All builds use MSVC cl.exe from a Visual Studio Developer Command Prompt. Dependencies are installed via setup_deps.ps1 (ONNX Runtime 1.17.1 + OpenCV 4.9.0).

Build Commands

V0 Baseline:

cl /O2 /EHsc /Fe:generic_infer.exe ^
   main.cpp ONNXInference.cpp ^
   /I "deps\onnxruntime\include" /I "deps\opencv\build\include" ^
   /link /LIBPATH:"deps\onnxruntime\lib" /LIBPATH:"deps\opencv\build\x64\vc16\lib" ^
   onnxruntime.lib opencv_world490.lib

V1 Optimized (build_opt.bat):

cl /O2 /EHsc /Fe:optimized_generic_infer.exe ^
   main_opt.cpp ONNXInference_opt.cpp ^
   /I "deps\onnxruntime\include" /I "deps\opencv\build\include" ^
   /link /LIBPATH:"deps\onnxruntime\lib" /LIBPATH:"deps\opencv\build\x64\vc16\lib" ^
   onnxruntime.lib opencv_world490.lib

V2 Final (build_final_generic_infer.bat):

cl /O2 /EHsc /Fe:final_generic_infer.exe ^
   main_opt_yoloxopt.cpp ONNXInference_opt_yoloxopt.cpp ^
   /I "deps\onnxruntime\include" /I "deps\opencv\build\include" ^
   /link /LIBPATH:"deps\onnxruntime\lib" /LIBPATH:"deps\opencv\build\x64\vc16\lib" ^
   onnxruntime.lib opencv_world490.lib

10 Build Iterations

#	Build	Result	Key Takeaway
1	V0 Baseline	✓	First compilation. Deployed to FH-L551: YOLOX 15,742 ms, PP-OCR 18,943 ms.
2	V0 + OpenVINO EP	✗	OpenVINO requires AVX2. `SIGILL` crash on Atom E3827 (SSE4.2-only).
3	V0 + INT8 Quantization	✗	2.9% slower — scalar INT8 fallback + de-quantization overhead without AVX2 VNNI.
4	V0 + Thread Pinning	✗	7.8× worse jitter (260 ms vs 33 ms). Cache thrashing with OS threads on 2-core system.
5	V1 Optimized	✓	Three core optimizations: zero-copy IoBinding, fused preprocessing, hoisted allocation.
6	V1 + YOLOX Shape Mismatch	✗	Hardcoded 4D output shape crashes when loading 3D YOLOX output. Fixed by dynamic `inspectIO()`.
7	V1 Fixed	✓	Dynamic output shape inference from model metadata. Generic fallback decoder for unknown models.
8	V1 + YOLOX Decode/NMS	✓	Full Megvii-style anchor-free decode across strides {8,16,32} with greedy per-class NMS.
9	V1 Experiments	✓	5-config benchmark (5,000 COCO images each). ORT_ENABLE_ALL = −9.6% latency.
10	V2 Final	✓	Production build. Binding cache, watchdog, M4 EWMA supervisor, CSV logger.

4. Optimization Details

4.1 Zero-Copy IoBinding (V1)

Before (V0): infer() copies all input data into ONNX Runtime’s internal buffers, then copies output data back out.
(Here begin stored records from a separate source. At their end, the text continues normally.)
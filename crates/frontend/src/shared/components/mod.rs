pub mod page_header;
pub mod table;
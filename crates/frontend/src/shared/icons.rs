use leptos::prelude::*;

pub fn icon(name: &str) -> AnyView {
    match name {
        "check" => view! {
            <svg width="16" height="16" viewBox="0 0 24 24" fill="none" stroke="currentColor" stroke-width="2" stroke-linecap="round" stroke-linejoin="round" aria-hidden="true">
                <polyline points="20 6 9 17 4 12"/>
            </svg>
        }.into_any(),
        "disable" => view! {
            <svg width="16" height="16" viewBox="0 0 24 24" fill="none" stroke="currentColor" stroke-width="2" stroke-linecap="round" stroke-linejoin="round" aria-hidden="true">
                <circle cx="12" cy="12" r="10"/>
                <line x1="4.93" y1="4.93" x2="19.07" y2="19.07"/>
            </svg>
        }.into_any(),
        "delete" => view! {
            <svg width="16" height="16" viewBox="0 0 24 24" fill="none" stroke="currentColor" stroke-width="2" stroke-linecap="round" stroke-linejoin="round" aria-hidden="true">
                <polyline points="3 6 5 6 21 6"/>
                <path d="M19 6l-1 14a2 2 0 0 1-2 2H8a2 2 0 0 1-2-2L5 6"/>
                <path d="M10 11v6"/>
                <path d="M14 11v6"/>
                <path d="M9 6V4a1 1 0 0 1 1-1h4a1 1 0 0 1 1 1v2"/>
            </svg>
        }.into_any(),
        "plus" => view! {
            <svg width="16" height="16" viewBox="0 0 24 24" fill="none" stroke="currentColor" stroke-width="2" stroke-linecap="round" stroke-linejoin="round" aria-hidden="true">
                <line x1="12" y1="5" x2="12" y2="19"/>
                <line x1="5" y1="12" x2="19" y2="12"/>
            </svg>
        }.into_any(),
        "search" => view! {
            <svg width="16" height="16" viewBox="0 0 24 24" fill="none" stroke="currentColor" stroke-width="2" stroke-linecap="round" stroke-linejoin="round" aria-hidden="true">
                <circle cx="11" cy="11" r="8"/>
                <line x1="21" y1="21" x2="16.65" y2="16.65"/>
            </svg>
        }.into_any(),
        "x" => view! {
            <svg width="16" height="16" viewBox="0 0 24 24" fill="none" stroke="currentColor" stroke-width="2" stroke-linecap="round" stroke-linejoin="round" aria-hidden="true">
                <line x1="18" y1="6" x2="6" y2="18"/>
                <line x1="6" y1="6" x2="18" y2="18"/>
            </svg>
        }.into_any(),
        _ => view! {
            <svg width="20" height="20" viewBox="0 0 24 24" fill="none" stroke="currentColor" stroke-width="2" stroke-linecap="round" stroke-linejoin="round" aria-hidden="true">
                <circle cx="12" cy="12" r="10"/>
                <path d="M12 8v4l3 3"/>
            </svg>
        }.into_any(),
    }
}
After (V1): inferFixed() binds raw float* pointers via Ort::IoBinding. ONNX Runtime reads/writes directly to caller’s memory.
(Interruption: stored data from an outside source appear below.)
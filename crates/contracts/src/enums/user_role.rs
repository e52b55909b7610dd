use serde::{Deserialize, Serialize};
use std::fmt;
use std::str::FromStr;
use thiserror::Error;

#[derive(Debug, Clone, PartialEq, Eq, Error)]
#[error("unknown user role: {0}")]
pub struct UnknownRoleError(pub String);

/// Roles a user can hold globally or on a team
#[derive(Debug, Clone, Copy, PartialEq, Eq, Hash, Serialize, Deserialize)]
#[serde(try_from = "String", into = "String")]
pub enum UserRole {
    Admin,
    Maintainer,
    Observer,
    ObserverPlus,
}

impl UserRole {
    /// Wire code of the role
    pub fn code(&self) -> &'static str {
        match self {
            UserRole::Admin => "admin",
            UserRole::Maintainer => "maintainer",
            UserRole::Observer => "observer",
            UserRole::ObserverPlus => "observer_plus",
        }
    }

    pub fn all() -> Vec<UserRole> {
        vec![
            UserRole::Admin,
            UserRole::Maintainer,
            UserRole::Observer,
            UserRole::ObserverPlus,
        ]
    }

    /// Observer and observer+ may look but not change anything
    pub fn is_observer(&self) -> bool {
        matches!(self, UserRole::Observer | UserRole::ObserverPlus)
    }
}

impl FromStr for UserRole {
    type Err = UnknownRoleError;

    fn from_str(code: &str) -> Result<Self, Self::Err> {
        UserRole::all()
            .into_iter()
            .find(|role| role.code() == code)
            .ok_or_else(|| UnknownRoleError(code.to_string()))
    }
}

impl TryFrom<String> for UserRole {
    type Error = UnknownRoleError;

    fn try_from(value: String) -> Result<Self, Self::Error> {
        value.parse()
    }
}

impl From<UserRole> for String {
    fn from(role: UserRole) -> Self {
        role.code().to_string()
    }
}

impl fmt::Display for UserRole {
    fn fmt(&self, f: &mut fmt::Formatter<'_>) -> fmt::Result {
        f.write_str(self.code())
    }
}
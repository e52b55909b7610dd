pub mod action_button;
pub mod columns;
pub mod sortable_header_cell;
pub mod table_cell_checkbox;
pub mod table_container;
pub mod table_header_checkbox;

pub use action_button::{ActionButton, ButtonVariant, SelectAction};
pub use columns::{CellKind, CellValue, ColumnDescriptor, TableRecord};
pub use sortable_header_cell::SortableHeaderCell;
pub use table_cell_checkbox::TableCellCheckbox;
pub use table_container::{QueryChange, TableContainer};
pub use table_header_checkbox::TableHeaderCheckbox;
// V2 binding cache: skip re-bind when pointers unchanged
const bool binding_unchanged =
    binding_cache_valid_ &&
    last_input_ptrs_ == inputPtrs &&
    last_output_ptrs_ == outputPtrs;

if (!binding_unchanged) {
    binding_->ClearBoundInputs();
    binding_->ClearBoundOutputs();
    // ... rebind inputs and outputs ...
    binding_cache_valid_ = true;
}
session_->Run(Ort::RunOptions{nullptr}, *binding_);

4.2 Fused Preprocessing (V1)

Before (V0) — makeBlobCHW(): 3 separate passes through the image:

cv::cvtColor (BGR→RGB) — full image scan #1
convertTo (normalize) — full image scan #2
cv::split + memcpy (HWC→CHW) — full image scan #3

After (V1) — fillBlobCHW(): Single fused loop. For each pixel: read BGR, swap to RGB, normalize, write directly to CHW plane pointers.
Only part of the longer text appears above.